The key findings of this study may be summarized as follows:

  • DLP additive manufacturing technology enables fabrication of self-supported ceramic diamond lattice substrates.

  • As an overall trend, the specific surface area of the lattice increases with increasing the cell size and strut thickness at constant pore diameter. As a consequence, the increase of the surface area results in a decrease of the porosity which results in the increase of the pressure drop.

  • The pressure drop across the diamond lattices is lower regardless of the lattice pore size as compared with the honeycomb, with a decrease of up to 80%, but with a penalty of lower surface area.

  • The lattice with a pore size of 1.05 mm and strut thickness of 0.2 mm with a similar surface area as the honeycomb substrate, demonstrates a decrease of pressure drop by 38–45% at studied flow rates.

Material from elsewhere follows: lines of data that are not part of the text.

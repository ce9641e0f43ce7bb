// SPDX-License-Identifier: Apache-2.0 OR MIT
// Copyright (c) 2025-2026 naskel.com

//! Lowering of encode procedures.

use super::machine::{bind, encode_step, run_encode, EncodeStep};
use super::scalar;
use super::Lowering;
use crate::error::{CodecError, CodecResult};
use crate::hooks::DynamicResolver;
use crate::ir::{ConvertDirection, DynamicCase, Op, ResolverCall};
use crate::value::Value;
use std::borrow::Cow;
use std::sync::Arc;

/// Exact candidate first; otherwise the first candidate the value derives from.
struct EncodeCase {
    type_name: String,
    subtypes: Vec<String>,
    discriminant: i32,
    proc: usize,
}

struct EncodeResolver {
    hook: Arc<dyn DynamicResolver>,
    name: String,
    identifier: usize,
    body: Vec<EncodeStep>,
}

impl Lowering<'_> {
    pub(super) fn encode_ops(&self, ops: &[Op]) -> CodecResult<Vec<EncodeStep>> {
        ops.iter().map(|op| self.encode_op(op)).collect()
    }

    fn encode_op(&self, op: &Op) -> CodecResult<EncodeStep> {
        Ok(match op {
            Op::WritePrimitive { kind, src } => {
                let (kind, src) = (*kind, self.place(src)?);
                encode_step(move |_, f, w| {
                    scalar::write_primitive(kind, &*src.fetch(f.input, &f.locals)?, w)
                })
            }
            Op::WriteEnum {
                underlying, src, ..
            } => {
                let (underlying, src) = (*underlying, self.place(src)?);
                encode_step(move |_, f, w| {
                    scalar::write_enum(underlying, &*src.fetch(f.input, &f.locals)?, w)
                })
            }
            Op::WriteKnown { kind, src } => {
                let (kind, src) = (*kind, self.place(src)?);
                encode_step(move |_, f, w| {
                    scalar::write_known(kind, &*src.fetch(f.input, &f.locals)?, w)
                })
            }
            Op::WriteBlittable { layout, src } => {
                let (layout, src) = (Arc::clone(layout), self.place(src)?);
                encode_step(move |_, f, w| {
                    scalar::write_blittable(&layout, &*src.fetch(f.input, &f.locals)?, w)
                })
            }
            Op::EncodeNullable {
                src, bind: local, body, ..
            } => {
                let (src, local) = (self.place(src)?, local.0 as usize);
                let body = self.encode_ops(body)?;
                encode_step(move |m, f, w| {
                    let value = src.fetch(f.input, &f.locals)?;
                    if value.is_null() {
                        return w.write_bool(false);
                    }
                    w.write_bool(true)?;
                    bind(&mut f.locals, local, value)?;
                    run_encode(&body, m, f, w)
                })
            }
            Op::WriteCount { src, count } => {
                let (src, count) = (self.place(src)?, *count);
                encode_step(move |_, f, w| {
                    let value = src.fetch(f.input, &f.locals)?;
                    w.write_i32(scalar::count_of(&value, count)?)
                })
            }
            Op::ForEach { src, item, body } => {
                let (src, item) = (self.place(src)?, item.0 as usize);
                let body = self.encode_ops(body)?;
                encode_step(move |m, f, w| match src.fetch(f.input, &f.locals)? {
                    Cow::Borrowed(value) => {
                        for element in scalar::items(value)? {
                            bind(&mut f.locals, item, Cow::Borrowed(element))?;
                            run_encode(&body, m, f, w)?;
                        }
                        Ok(())
                    }
                    Cow::Owned(value) => {
                        for element in scalar::items(&value)? {
                            bind(&mut f.locals, item, Cow::Owned(element.clone()))?;
                            run_encode(&body, m, f, w)?;
                        }
                        Ok(())
                    }
                })
            }
            Op::ForEachEntry {
                src,
                key,
                value,
                body,
            } => {
                let src = self.place(src)?;
                let (key, value) = (key.0 as usize, value.0 as usize);
                let body = self.encode_ops(body)?;
                encode_step(move |m, f, w| match src.fetch(f.input, &f.locals)? {
                    Cow::Borrowed(map) => {
                        for (k, v) in scalar::entries(map)? {
                            bind(&mut f.locals, key, Cow::Borrowed(k))?;
                            bind(&mut f.locals, value, Cow::Borrowed(v))?;
                            run_encode(&body, m, f, w)?;
                        }
                        Ok(())
                    }
                    Cow::Owned(map) => {
                        for (k, v) in scalar::entries(&map)? {
                            bind(&mut f.locals, key, Cow::Owned(k.clone()))?;
                            bind(&mut f.locals, value, Cow::Owned(v.clone()))?;
                            run_encode(&body, m, f, w)?;
                        }
                        Ok(())
                    }
                })
            }
            Op::CallEncode { proc, src } => {
                let (proc, src) = (proc.index(), self.place(src)?);
                encode_step(move |m, f, w| m.encode(proc, &*src.fetch(f.input, &f.locals)?, w))
            }
            Op::CustomEncode {
                type_name,
                method,
                src,
            } => {
                let (encode, src) = (self.encoder(type_name, method)?, self.place(src)?);
                encode_step(move |_, f, w| encode(&*src.fetch(f.input, &f.locals)?, w))
            }
            Op::Convert {
                converter,
                direction: ConvertDirection::ToWire,
                src,
                dst,
            } => {
                let (converter, src, dst) = (self.converter(converter)?, self.place(src)?, dst.0 as usize);
                encode_step(move |_, f, _| {
                    let wire = converter.to_wire(&*src.fetch(f.input, &f.locals)?)?;
                    bind(&mut f.locals, dst, Cow::Owned(wire))
                })
            }
            Op::Gate {
                predicate,
                args,
                then,
                otherwise,
                ..
            } => {
                let predicate = self.predicate(predicate)?;
                let args = args
                    .iter()
                    .map(|a| self.place(a))
                    .collect::<CodecResult<Vec<_>>>()?;
                let (then, otherwise) = (self.encode_ops(then)?, self.encode_ops(otherwise)?);
                encode_step(move |m, f, w| {
                    let values = args
                        .iter()
                        .map(|a| a.fetch(f.input, &f.locals).map(Cow::into_owned))
                        .collect::<CodecResult<Vec<Value>>>()?;
                    if predicate(&values) {
                        run_encode(&then, m, f, w)
                    } else {
                        run_encode(&otherwise, m, f, w)
                    }
                })
            }
            Op::DynamicEncode {
                type_name,
                src,
                cases,
                resolver,
            } => self.dynamic_encode(type_name, src, cases, resolver.as_ref())?,
            other => {
                return Err(self.invalid(format!("{:?} cannot appear in an encode procedure", other)))
            }
        })
    }

    fn dynamic_encode(
        &self,
        type_name: &str,
        src: &crate::ir::Place,
        cases: &[DynamicCase],
        resolver: Option<&ResolverCall>,
    ) -> CodecResult<EncodeStep> {
        let src = self.place(src)?;
        let cases: Vec<EncodeCase> = cases
            .iter()
            .map(|c| EncodeCase {
                type_name: c.type_name.clone(),
                subtypes: c.subtypes.clone(),
                discriminant: c.discriminant,
                proc: c.proc.index(),
            })
            .collect();
        let resolver = match resolver {
            Some(call) => Some(EncodeResolver {
                hook: self.resolver(&call.name)?,
                name: call.name.clone(),
                identifier: call.identifier.0 as usize,
                body: self.encode_ops(&call.body)?,
            }),
            None => None,
        };
        let type_name = type_name.to_string();

        Ok(encode_step(move |m, f, w| {
            let value = src.fetch(f.input, &f.locals)?;
            let runtime_type = value.as_object().map(|o| o.type_name.as_str());
            let case = runtime_type.and_then(|name| {
                cases
                    .iter()
                    .find(|c| c.type_name == name)
                    .or_else(|| cases.iter().find(|c| c.subtypes.iter().any(|s| s == name)))
            });
            if let Some(case) = case {
                w.write_i32(case.discriminant)?;
                return m.encode(case.proc, &value, w);
            }

            let no_candidate = || CodecError::NoDynamicCandidate {
                type_name: type_name.clone(),
                found: value.type_label(),
            };
            let Some(resolver) = &resolver else {
                return Err(no_candidate());
            };
            let identifier = resolver.hook.identify(&value).ok_or_else(no_candidate)?;
            let resolved = resolver.hook.resolve(&identifier).ok_or_else(|| CodecError::Hook {
                name: resolver.name.clone(),
                reason: format!("identifier {:?} does not resolve", identifier),
            })?;
            w.write_i32(0)?;
            bind(&mut f.locals, resolver.identifier, Cow::Owned(identifier))?;
            run_encode(&resolver.body, m, f, w)?;
            (resolved.encode)(&value, w)
        }))
    }
}

#[cfg(test)]
mod tests {
    use super::*;
    use crate::hooks::Hooks;
    use crate::ir::{LocalId, Place};
    use crate::shape::PrimitiveKind;
    use crate::stream::BufferWriter;
    use crate::value::Object;

    fn run(ops: &[Op], hooks: &Hooks, input: &Value, locals: usize) -> CodecResult<Vec<u8>> {
        let lowering = Lowering {
            hooks,
            type_name: "Test",
        };
        let steps = lowering.encode_ops(ops)?;
        let procs = Vec::new();
        let machine = super::super::machine::Machine::new(&procs, 8);
        let mut frame = super::super::machine::EncodeFrame {
            input,
            locals: vec![None; locals],
        };
        let mut writer = BufferWriter::new();
        run_encode(&steps, &machine, &mut frame, &mut writer)?;
        Ok(writer.into_inner())
    }

    #[test]
    fn test_nullable_writes_presence_flag() {
        let ops = vec![Op::EncodeNullable {
            src: Place::Input,
            bind: LocalId(0),
            wrapper: false,
            body: vec![Op::WritePrimitive {
                kind: PrimitiveKind::U8,
                src: Place::Local(LocalId(0)),
            }],
        }];
        let hooks = Hooks::new();
        assert_eq!(run(&ops, &hooks, &Value::Null, 1).expect("null"), vec![0]);
        assert_eq!(run(&ops, &hooks, &Value::U8(9), 1).expect("set"), vec![1, 9]);
    }

    #[test]
    fn test_gate_skips_member_when_predicate_fails() {
        let ops = vec![Op::Gate {
            predicate: "v2".into(),
            args: vec![Place::member(Place::Input, "version")],
            then: vec![Op::WritePrimitive {
                kind: PrimitiveKind::U8,
                src: Place::member(Place::Input, "extra"),
            }],
            otherwise: Vec::new(),
            result: None,
        }];
        let hooks = Hooks::new().with_predicate("v2", |args| args.first() == Some(&Value::I32(2)));
        let v1 = Value::Object(Object::new("M").with("version", 1i32).with("extra", 5u8));
        let v2 = Value::Object(Object::new("M").with("version", 2i32).with("extra", 5u8));
        assert!(run(&ops, &hooks, &v1, 0).expect("v1").is_empty());
        assert_eq!(run(&ops, &hooks, &v2, 0).expect("v2"), vec![5]);
    }

    #[test]
    fn test_decode_op_is_rejected() {
        let ops = vec![Op::ReadCount { dst: LocalId(0) }];
        let err = run(&ops, &Hooks::new(), &Value::Null, 1).unwrap_err();
        assert!(matches!(err, CodecError::Generation { .. }));
    }
}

  • Diamond lattices exhibit lower axial temperature gradients for all porosities examined. The lattices display homogeneous temperature distribution at the core area relative to the conventional honeycomb design, indicating the higher heat transfer properties caused by the tortuosity of the flow and the ability of flow exchange in both radial and axial direction. This improvement indicates a possibility of more effective utilization of the heat within the lattice.

The reduction of the back-pressure could have a positive impact on the fuel economy, while the improved core temperature distribution allows to conclude that the lattice structure could have better thermal performance in the exhaust system. The findings present potential for improvement of the design of the ceramic catalytic supports by utilization of DLP additive manufacturing technology. The diamond lattice could be specifically tailored to yield desired temperature distribution and pressure drop by controlling the strut diameter and cell size. Further design improvement of the diamond lattice is needed to obtain higher temperatures at the periphery of the substrate, as well as coating and testing with the actual exhaust gas to get the insights on the conversion efficiency and warm-up/cool down behaviour of the diamond lattice structures.